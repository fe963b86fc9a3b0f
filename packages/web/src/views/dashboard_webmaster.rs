//! Webmaster dashboard: the admin roster with approve/deny/remove
//! moderation, status counts and a status filter.

use dioxus::prelude::*;
use dioxus_free_icons::icons::fa_solid_icons::{FaBan, FaTriangleExclamation, FaUserCheck};
use dioxus_free_icons::Icon;
use store::models::{Admin, AdminStatus};
use store::AdminRole;
use ui::components::{Button, ButtonVariant, Loader, Modal};
use ui::use_api;

use crate::views::{DashboardLayout, RequireRole};

#[derive(Clone, Copy, PartialEq)]
enum RosterAction {
    Approve,
    Deny,
    Remove,
}

impl RosterAction {
    fn title(self) -> &'static str {
        match self {
            RosterAction::Approve => "Approve Admin",
            RosterAction::Deny => "Deny Admin",
            RosterAction::Remove => "Remove Admin",
        }
    }

    fn caption(self) -> &'static str {
        match self {
            RosterAction::Approve => "Are you sure you want to approve this admin?",
            RosterAction::Deny => "Are you sure you want to deny this admin access?",
            RosterAction::Remove => {
                "Are you sure you want to remove this admin? This action cannot be undone."
            }
        }
    }

    fn confirm_label(self) -> &'static str {
        match self {
            RosterAction::Approve => "Approve",
            RosterAction::Deny => "Deny",
            RosterAction::Remove => "Remove",
        }
    }
}

fn refresh_admins(api: api::ApiClient, mut admins: Signal<Vec<Admin>>, mut loading: Signal<bool>) {
    spawn(async move {
        loading.set(true);
        match api.all_admins().await {
            Ok(list) => admins.set(list),
            Err(err) => tracing::error!("failed to load admins: {err}"),
        }
        loading.set(false);
    });
}

#[component]
pub fn DashboardWebmaster() -> Element {
    rsx! {
        RequireRole {
            role: AdminRole::Webmaster,
            DashboardLayout {
                Roster {}
            }
        }
    }
}

#[component]
fn Roster() -> Element {
    let api = use_api();

    let admins = use_signal(Vec::<Admin>::new);
    let loading = use_signal(|| true);
    let mut filter = use_signal(|| Option::<AdminStatus>::None);
    let mut modal = use_signal(|| Option::<(RosterAction, String)>::None);
    let mut modal_error = use_signal(|| Option::<String>::None);

    {
        let api = api.clone();
        let _loader = use_resource(move || {
            let api = api.clone();
            async move {
                refresh_admins(api, admins, loading);
            }
        });
    }

    let run_action = {
        let api = api.clone();
        move |_| {
            let Some((action, id)) = modal() else {
                return;
            };
            let api = api.clone();
            spawn(async move {
                let result = match action {
                    RosterAction::Approve => api.approve_admin(&id).await,
                    RosterAction::Deny => api.deny_admin(&id).await,
                    RosterAction::Remove => api.remove_admin(&id).await,
                };
                match result {
                    Ok(_) => {
                        modal.set(None);
                        modal_error.set(None);
                        refresh_admins(api, admins, loading);
                    }
                    Err(err) => modal_error.set(Some(err.to_string())),
                }
            });
        }
    };

    if loading() && admins().is_empty() {
        return rsx! { Loader { text: "Please wait..." } };
    }

    let all = admins();
    let total = all.len();
    let approved = all.iter().filter(|a| a.status == AdminStatus::Approved).count();
    let pending = all.iter().filter(|a| a.status == AdminStatus::Pending).count();
    let denied = all.iter().filter(|a| a.status == AdminStatus::Denied).count();

    // Status filter; the unfiltered list groups approved before pending
    // before denied.
    let mut shown: Vec<Admin> = all
        .iter()
        .filter(|a| filter().map(|s| a.status == s).unwrap_or(true))
        .cloned()
        .collect();
    if filter().is_none() {
        shown.sort_by_key(|a| a.status);
    }

    rsx! {
        div {
            class: "page-heading",
            h1 { "Admin Roster" }
            p { "Approve, deny and remove panel accounts" }
        }

        div {
            class: "stat-row",
            button {
                r#type: "button",
                class: if filter().is_none() { "stat-card active" } else { "stat-card" },
                onclick: move |_| filter.set(None),
                span { class: "stat-value", "{total}" }
                span { class: "stat-label", "All" }
            }
            button {
                r#type: "button",
                class: if filter() == Some(AdminStatus::Approved) { "stat-card active" } else { "stat-card" },
                onclick: move |_| filter.set(Some(AdminStatus::Approved)),
                span { class: "stat-value", "{approved}" }
                span { class: "stat-label", "Approved" }
            }
            button {
                r#type: "button",
                class: if filter() == Some(AdminStatus::Pending) { "stat-card active" } else { "stat-card" },
                onclick: move |_| filter.set(Some(AdminStatus::Pending)),
                span { class: "stat-value", "{pending}" }
                span { class: "stat-label", "Pending" }
            }
            button {
                r#type: "button",
                class: if filter() == Some(AdminStatus::Denied) { "stat-card active" } else { "stat-card" },
                onclick: move |_| filter.set(Some(AdminStatus::Denied)),
                span { class: "stat-value", "{denied}" }
                span { class: "stat-label", "Denied" }
            }
        }

        div {
            class: "table-card",
            table {
                class: "data-table",
                thead {
                    tr {
                        th { "Name" }
                        th { "Email" }
                        th { "Phone" }
                        th { "Role" }
                        th { "Status" }
                        th { class: "col-actions", "Actions" }
                    }
                }
                tbody {
                    for admin in shown {
                        tr {
                            key: "{admin.id}",
                            td { {admin.full_name()} }
                            td { "{admin.email}" }
                            td { "{admin.phone}" }
                            td { "{admin.role}" }
                            td {
                                span { class: "badge badge-{admin.status}", "{admin.status}" }
                            }
                            td {
                                class: "col-actions",
                                if admin.status != AdminStatus::Approved {
                                    Button {
                                        variant: ButtonVariant::Success,
                                        class: "btn-sm",
                                        onclick: {
                                            let id = admin.id.clone();
                                            move |_| {
                                                modal_error.set(None);
                                                modal.set(Some((RosterAction::Approve, id.clone())));
                                            }
                                        },
                                        "Approve"
                                    }
                                }
                                if admin.status != AdminStatus::Denied {
                                    Button {
                                        variant: ButtonVariant::Outline,
                                        class: "btn-sm",
                                        onclick: {
                                            let id = admin.id.clone();
                                            move |_| {
                                                modal_error.set(None);
                                                modal.set(Some((RosterAction::Deny, id.clone())));
                                            }
                                        },
                                        "Deny"
                                    }
                                }
                                Button {
                                    variant: ButtonVariant::Danger,
                                    class: "btn-sm",
                                    onclick: {
                                        let id = admin.id.clone();
                                        move |_| {
                                            modal_error.set(None);
                                            modal.set(Some((RosterAction::Remove, id.clone())));
                                        }
                                    },
                                    "Remove"
                                }
                            }
                        }
                    }
                }
            }
        }

        if let Some((action, _)) = modal() {
            Modal {
                title: action.title().to_string(),
                caption: action.caption().to_string(),
                error: modal_error(),
                icon_class: if action == RosterAction::Approve { "icon-success".to_string() } else { "icon-danger".to_string() },
                icon: rsx! {
                    if action == RosterAction::Approve {
                        Icon { icon: FaUserCheck, width: 22, height: 22 }
                    } else if action == RosterAction::Deny {
                        Icon { icon: FaBan, width: 22, height: 22 }
                    } else {
                        Icon { icon: FaTriangleExclamation, width: 22, height: 22 }
                    }
                },
                confirm_label: action.confirm_label().to_string(),
                confirm_variant: if action == RosterAction::Approve { ButtonVariant::Success } else { ButtonVariant::Danger },
                on_confirm: run_action,
                on_close: move |_| {
                    modal.set(None);
                    modal_error.set(None);
                },
            }
        }
    }
}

== Exercise objective ==
Repeat all of the material, exactly as it reads.

== Response area ==
repository fe963b86fc9a3b0f
filename packages/web/src/views/dashboard_webmaster.rs
//! Webmaster dashboard: the admin roster with approve/deny/remove
//! moderation, status counts and a status filter.

use dioxus::prelude::*;
use dioxus_free_icons::icons::fa_solid_icons::{FaBan, FaTriangleExclamation, FaUserCheck};
use dioxus_free_icons::Icon;
use store::models::{Admin, AdminStatus};
use store::AdminRole;
use ui::components::{Button, ButtonVariant, Loader, Modal};
use ui::use_api;

use crate::views::{DashboardLayout, RequireRole};

#[derive(Clone, Copy, PartialEq)]
enum RosterAction {
    Approve,
    Deny,
    Remove,
}

impl RosterAction {
    fn title(self) -> &'static str {
        match self {
            RosterAction::Approve => "Approve Admin",
            RosterAction::Deny => "Deny Admin",
            RosterAction::Remove => "Remove Admin",
        }
    }

    fn caption(self) -> &'static str {
        match self {
            RosterAction::Approve => "Are you sure you want to approve this admin?",
            RosterAction::Deny => "Are you sure you want to deny this admin access?",
            RosterAction::Remove => {
                "Are you sure you want to remove this admin? This action cannot be undone."
            }
        }
    }

    fn confirm_label(self) -> &'static str {
        match self {
            RosterAction::Approve => "Approve",
            RosterAction::Deny => "Deny",
            RosterAction::Remove => "Remove",
        }
    }
}

fn refresh_admins(api: api::ApiClient, mut admins: Signal<Vec<Admin>>, mut loading: Signal<bool>) {
    spawn(async move {
        loading.set(true);
        match api.all_admins().await {
            Ok(list) => admins.set(list),
            Err(err) => tracing::error!("failed to load admins: {err}"),
        }
        loading.set(false);
    });
}

#[component]
pub fn DashboardWebmaster() -> Element {
    rsx! {
        RequireRole {
            role: AdminRole::Webmaster,
            DashboardLayout {
                Roster {}
            }
        }
    }
}

#[component]
fn Roster() -> Element {
    let api = use_api();

    let admins = use_signal(Vec::<Admin>::new);
    let loading = use_signal(|| true);
    let mut filter = use_signal(|| Option::<AdminStatus>::None);
    let mut modal = use_signal(|| Option::<(RosterAction, String)>::None);
    let mut modal_error = use_signal(|| Option::<String>::None);

    {
        let api = api.clone();
        let _loader = use_resource(move || {
            let api = api.clone();
            async move {
                refresh_admins(api, admins, loading);
            }
        });
    }

    let run_action = {
        let api = api.clone();
        move |_| {
            let Some((action, id)) = modal() else {
                return;
            };
            let api = api.clone();
            spawn(async move {
                let result = match action {
                    RosterAction::Approve => api.approve_admin(&id).await,
                    RosterAction::Deny => api.deny_admin(&id).await,
                    RosterAction::Remove => api.remove_admin(&id).await,
                };
                match result {
                    Ok(_) => {
                        modal.set(None);
                        modal_error.set(None);
                        refresh_admins(api, admins, loading);
                    }
                    Err(err) => modal_error.set(Some(err.to_string())),
                }
            });
        }
    };

    if loading() && admins().is_empty() {
        return rsx! { Loader { text: "Please wait..." } };
    }

    let all = admins();
    let total = all.len();
    let approved = all.iter().filter(|a| a.status == AdminStatus::Approved).count();
    let pending = all.iter().filter(|a| a.status == AdminStatus::Pending).count();
    let denied = all.iter().filter(|a| a.status == AdminStatus::Denied).count();

    // Status filter; the unfiltered list groups approved before pending
    // before denied.
    let mut shown: Vec<Admin> = all
        .iter()
        .filter(|a| filter().map(|s| a.status == s).unwrap_or(true))
        .cloned()
        .collect();
    if filter().is_none() {
        shown.sort_by_key(|a| a.status);
    }

    rsx! {
        div {
            class: "page-heading",
            h1 { "Admin Roster" }
            p { "Approve, deny and remove panel accounts" }
        }

        div {
            class: "stat-row",
            button {
                r#type: "button",
                class: if filter().is_none() { "stat-card active" } else { "stat-card" },
                onclick: move |_| filter.set(None),
                span { class: "stat-value", "{total}" }
                span { class: "stat-label", "All" }
            }
            button {
                r#type: "button",
                class: if filter() == Some(AdminStatus::Approved) { "stat-card active" } else { "stat-card" },
                onclick: move |_| filter.set(Some(AdminStatus::Approved)),
                span { class: "stat-value", "{approved}" }
                span { class: "stat-label", "Approved" }
            }
            button {
                r#type: "button",
                class: if filter() == Some(AdminStatus::Pending) { "stat-card active" } else { "stat-card" },
                onclick: move |_| filter.set(Some(AdminStatus::Pending)),
                span { class: "stat-value", "{pending}" }
                span { class: "stat-label", "Pending" }
            }
            button {
                r#type: "button",
                class: if filter() == Some(AdminStatus::Denied) { "stat-card active" } else { "stat-card" },
                onclick: move |_| filter.set(Some(AdminStatus::Denied)),
                span { class: "stat-value", "{denied}" }
                span { class: "stat-label", "Denied" }
            }
        }

        div {
            class: "table-card",
            table {
                class: "data-table",
                thead {
                    tr {
                        th { "Name" }
                        th { "Email" }
                        th { "Phone" }
                        th { "Role" }
                        th { "Status" }
                        th { class: "col-actions", "Actions" }
                    }
                }
                tbody {
                    for admin in shown {
                        tr {
                            key: "{admin.id}",
                            td { {admin.full_name()} }
                            td { "{admin.email}" }
                            td { "{admin.phone}" }
                            td { "{admin.role}" }
                            td {
                                span { class: "badge badge-{admin.status}", "{admin.status}" }
                            }
                            td {
                                class: "col-actions",
                                if admin.status != AdminStatus::Approved {
                                    Button {
                                        variant: ButtonVariant::Success,
                                        class: "btn-sm",
                                        onclick: {
                                            let id = admin.id.clone();
                                            move |_| {
                                                modal_error.set(None);
                                                modal.set(Some((RosterAction::Approve, id.clone())));
                                            }
                                        },
                                        "Approve"
                                    }
                                }
                                if admin.status != AdminStatus::Denied {
                                    Button {
                                        variant: ButtonVariant::Outline,
                                        class: "btn-sm",
                                        onclick: {
                                            let id = admin.id.clone();
                                            move |_| {
                                                modal_error.set(None);
                                                modal.set(Some((RosterAction::Deny, id.clone())));
                                            }
                                        },
                                        "Deny"
                                    }
                                }
                                Button {
                                    variant: ButtonVariant::Danger,
                                    class: "btn-sm",
                                    onclick: {
                                        let id = admin.id.clone();
                                        move |_| {
                                            modal_error.set(None);
                                            modal.set(Some((RosterAction::Remove, id.clone())));
                                        }
                                    },
                                    "Remove"
                                }
                            }
                        }
                    }
                }
            }
        }

        if let Some((action, _)) = modal() {
            Modal {
                title: action.title().to_string(),
                caption: action.caption().to_string(),
                error: modal_error(),
                icon_class: if action == RosterAction::Approve { "icon-success".to_string() } else { "icon-danger".to_string() },
                icon: rsx! {
                    if action == RosterAction::Approve {
                        Icon { icon: FaUserCheck, width: 22, height: 22 }
                    } else if action == RosterAction::Deny {
                        Icon { icon: FaBan, width: 22, height: 22 }
                    } else {
                        Icon { icon: FaTriangleExclamation, width: 22, height: 22 }
                    }
                },
                confirm_label: action.confirm_label().to_string(),
                confirm_variant: if action == RosterAction::Approve { ButtonVariant::Success } else { ButtonVariant::Danger },
                on_confirm: run_action,
                on_close: move |_| {
                    modal.set(None);
                    modal_error.set(None);
                },
            }
        }
    }
}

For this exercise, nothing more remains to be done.